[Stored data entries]

******************************

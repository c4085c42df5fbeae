//! GameLift fleet client over the AWS SDK

use crate::api::{
    CreateFleetRequest, FleetAttributes, IpPermission, IpProtocol, ResourceCreationLimitPolicy,
    RuntimeConfiguration, ServerProcess, UpdateFleetRequest,
};
use crate::error::{classify, malformed};
use crate::status::FleetStatus;
use async_trait::async_trait;
use aws_sdk_gamelift::Client;
use aws_sdk_gamelift::types as sdk;
use fleetform_core::{RemoteClient, RemoteError, RemoteErrorKind, RemoteResult};

/// [`RemoteClient`] for GameLift fleets
#[derive(Debug, Clone)]
pub struct GameLiftClient {
    client: Client,
}

impl GameLiftClient {
    pub fn new(client: Client) -> Self {
        Self { client }
    }

    /// Build a client from the standard AWS credential chain.
    pub async fn from_env(region: Option<String>, profile: Option<String>) -> Self {
        let mut loader = aws_config::defaults(aws_config::BehaviorVersion::latest());
        if let Some(region) = region {
            loader = loader.region(aws_config::Region::new(region));
        }
        if let Some(profile) = profile {
            loader = loader.profile_name(profile);
        }
        let config = loader.load().await;
        Self::new(Client::new(&config))
    }

    /// Fill in port settings and runtime configuration, which
    /// DescribeFleetAttributes does not report.
    async fn enrich(&self, fleet: &mut FleetAttributes) -> RemoteResult<()> {
        let ports = self
            .client
            .describe_fleet_port_settings()
            .fleet_id(&fleet.fleet_id)
            .send()
            .await
            .map_err(classify)?;
        fleet.inbound_permissions = Some(
            ports
                .inbound_permissions()
                .iter()
                .map(from_sdk_permission)
                .collect(),
        );

        let runtime = self
            .client
            .describe_runtime_configuration()
            .fleet_id(&fleet.fleet_id)
            .send()
            .await
            .map_err(classify)?;
        fleet.runtime_configuration = runtime.runtime_configuration().map(from_sdk_runtime);
        Ok(())
    }
}

#[async_trait]
impl RemoteClient for GameLiftClient {
    type CreateRequest = CreateFleetRequest;
    type UpdateRequest = UpdateFleetRequest;
    type Response = FleetAttributes;

    async fn create(&self, request: &CreateFleetRequest) -> RemoteResult<FleetAttributes> {
        let permissions = request
            .ec2_inbound_permissions
            .as_deref()
            .map(to_sdk_permissions)
            .transpose()?;
        let runtime = request
            .runtime_configuration
            .as_ref()
            .map(to_sdk_runtime)
            .transpose()?;

        tracing::debug!("CreateFleet name={}", request.name);
        let output = self
            .client
            .create_fleet()
            .name(&request.name)
            .build_id(&request.build_id)
            .ec2_instance_type(sdk::Ec2InstanceType::from(
                request.ec2_instance_type.as_str(),
            ))
            .set_description(request.description.clone())
            .set_ec2_inbound_permissions(permissions)
            .set_log_paths(request.log_paths.clone())
            .set_metric_groups(request.metric_groups.clone())
            .set_new_game_session_protection_policy(
                request
                    .new_game_session_protection_policy
                    .as_deref()
                    .map(sdk::ProtectionPolicy::from),
            )
            .set_peer_vpc_aws_account_id(request.peer_vpc_aws_account_id.clone())
            .set_peer_vpc_id(request.peer_vpc_id.clone())
            .set_resource_creation_limit_policy(
                request
                    .resource_creation_limit_policy
                    .as_ref()
                    .map(to_sdk_limit_policy),
            )
            .set_runtime_configuration(runtime)
            .set_server_launch_parameters(request.server_launch_parameters.clone())
            .set_server_launch_path(request.server_launch_path.clone())
            .send()
            .await
            .map_err(classify)?;

        output
            .fleet_attributes()
            .map(from_sdk_attributes)
            .ok_or_else(|| {
                RemoteError::new(
                    RemoteErrorKind::Unknown,
                    "CreateFleet returned no fleet attributes",
                )
            })
    }

    async fn fetch(&self, id: &str) -> RemoteResult<Vec<FleetAttributes>> {
        tracing::debug!("DescribeFleetAttributes {}", id);
        let output = self
            .client
            .describe_fleet_attributes()
            .fleet_ids(id)
            .send()
            .await
            .map_err(classify)?;

        let mut fleets: Vec<FleetAttributes> = output
            .fleet_attributes()
            .iter()
            .map(from_sdk_attributes)
            .collect();
        if let [fleet] = fleets.as_mut_slice() {
            self.enrich(fleet).await?;
        }
        Ok(fleets)
    }

    async fn update(
        &self,
        id: &str,
        request: &UpdateFleetRequest,
    ) -> RemoteResult<Vec<FleetAttributes>> {
        tracing::debug!("UpdateFleetAttributes {}", id);
        self.client
            .update_fleet_attributes()
            .fleet_id(id)
            .name(&request.name)
            .set_description(request.description.clone())
            .set_metric_groups(request.metric_groups.clone())
            .set_new_game_session_protection_policy(
                request
                    .new_game_session_protection_policy
                    .as_deref()
                    .map(sdk::ProtectionPolicy::from),
            )
            .set_resource_creation_limit_policy(
                request
                    .resource_creation_limit_policy
                    .as_ref()
                    .map(to_sdk_limit_policy),
            )
            .send()
            .await
            .map_err(classify)?;

        if let Some(runtime) = &request.runtime_configuration {
            tracing::debug!("UpdateRuntimeConfiguration {}", id);
            self.client
                .update_runtime_configuration()
                .fleet_id(id)
                .runtime_configuration(to_sdk_runtime(runtime)?)
                .send()
                .await
                .map_err(classify)?;
        }

        self.fetch(id).await
    }

    async fn delete(&self, id: &str) -> RemoteResult<()> {
        tracing::debug!("DeleteFleet {}", id);
        self.client
            .delete_fleet()
            .fleet_id(id)
            .send()
            .await
            .map_err(classify)?;
        Ok(())
    }
}

fn to_sdk_permissions(perms: &[IpPermission]) -> RemoteResult<Vec<sdk::IpPermission>> {
    perms
        .iter()
        .map(|p| {
            sdk::IpPermission::builder()
                .from_port(p.from_port)
                .to_port(p.to_port)
                .ip_range(&p.ip_range)
                .protocol(sdk::IpProtocol::from(p.protocol.as_str()))
                .build()
                .map_err(malformed)
        })
        .collect()
}

fn to_sdk_limit_policy(policy: &ResourceCreationLimitPolicy) -> sdk::ResourceCreationLimitPolicy {
    sdk::ResourceCreationLimitPolicy::builder()
        .set_new_game_sessions_per_creator(policy.new_game_sessions_per_creator)
        .set_policy_period_in_minutes(policy.policy_period_in_minutes)
        .build()
}

fn to_sdk_runtime(runtime: &RuntimeConfiguration) -> RemoteResult<sdk::RuntimeConfiguration> {
    let processes = runtime
        .server_processes
        .iter()
        .map(|p| {
            sdk::ServerProcess::builder()
                .launch_path(&p.launch_path)
                .set_parameters(p.parameters.clone())
                .concurrent_executions(p.concurrent_executions)
                .build()
                .map_err(malformed)
        })
        .collect::<RemoteResult<Vec<_>>>()?;

    Ok(sdk::RuntimeConfiguration::builder()
        .set_server_processes(Some(processes))
        .set_max_concurrent_game_session_activations(
            runtime.max_concurrent_game_session_activations,
        )
        .set_game_session_activation_timeout_seconds(
            runtime.game_session_activation_timeout_seconds,
        )
        .build())
}

fn from_sdk_permission(perm: &sdk::IpPermission) -> IpPermission {
    IpPermission {
        from_port: perm.from_port(),
        to_port: perm.to_port(),
        ip_range: perm.ip_range().to_string(),
        protocol: IpProtocol::parse(perm.protocol().as_str()).unwrap_or(IpProtocol::Tcp),
    }
}

fn from_sdk_runtime(runtime: &sdk::RuntimeConfiguration) -> RuntimeConfiguration {
    RuntimeConfiguration {
        server_processes: runtime
            .server_processes()
            .iter()
            .map(|p| ServerProcess {
                launch_path: p.launch_path().to_string(),
                parameters: p.parameters().map(str::to_string),
                concurrent_executions: p.concurrent_executions(),
            })
            .collect(),
        max_concurrent_game_session_activations: runtime.max_concurrent_game_session_activations(),
        game_session_activation_timeout_seconds: runtime.game_session_activation_timeout_seconds(),
    }
}

/// Empty lists in a response mean "not set".
fn non_empty(values: &[String]) -> Option<Vec<String>> {
    if values.is_empty() {
        None
    } else {
        Some(values.to_vec())
    }
}

fn from_sdk_attributes(attrs: &sdk::FleetAttributes) -> FleetAttributes {
    let status = attrs
        .status()
        .map_or(FleetStatus::Unknown(String::new()), |s| {
            FleetStatus::from(s.as_str())
        });

    FleetAttributes {
        fleet_arn: attrs.fleet_arn().map(str::to_string),
        name: attrs.name().map(str::to_string),
        build_id: attrs.build_id().map(str::to_string),
        instance_type: attrs.instance_type().map(|t| t.as_str().to_string()),
        description: attrs.description().map(str::to_string),
        log_paths: non_empty(attrs.log_paths()),
        metric_groups: non_empty(attrs.metric_groups()),
        new_game_session_protection_policy: attrs
            .new_game_session_protection_policy()
            .map(|p| p.as_str().to_string()),
        operating_system: attrs.operating_system().map(|o| o.as_str().to_string()),
        resource_creation_limit_policy: attrs.resource_creation_limit_policy().map(|p| {
            ResourceCreationLimitPolicy {
                new_game_sessions_per_creator: p.new_game_sessions_per_creator(),
                policy_period_in_minutes: p.policy_period_in_minutes(),
            }
        }),
        server_launch_parameters: attrs.server_launch_parameters().map(str::to_string),
        server_launch_path: attrs.server_launch_path().map(str::to_string),
        ..FleetAttributes::new(attrs.fleet_id().unwrap_or_default(), status)
    }
}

******************************

Only a number is wanted here: how many lines of the records above include the string "builder"?

4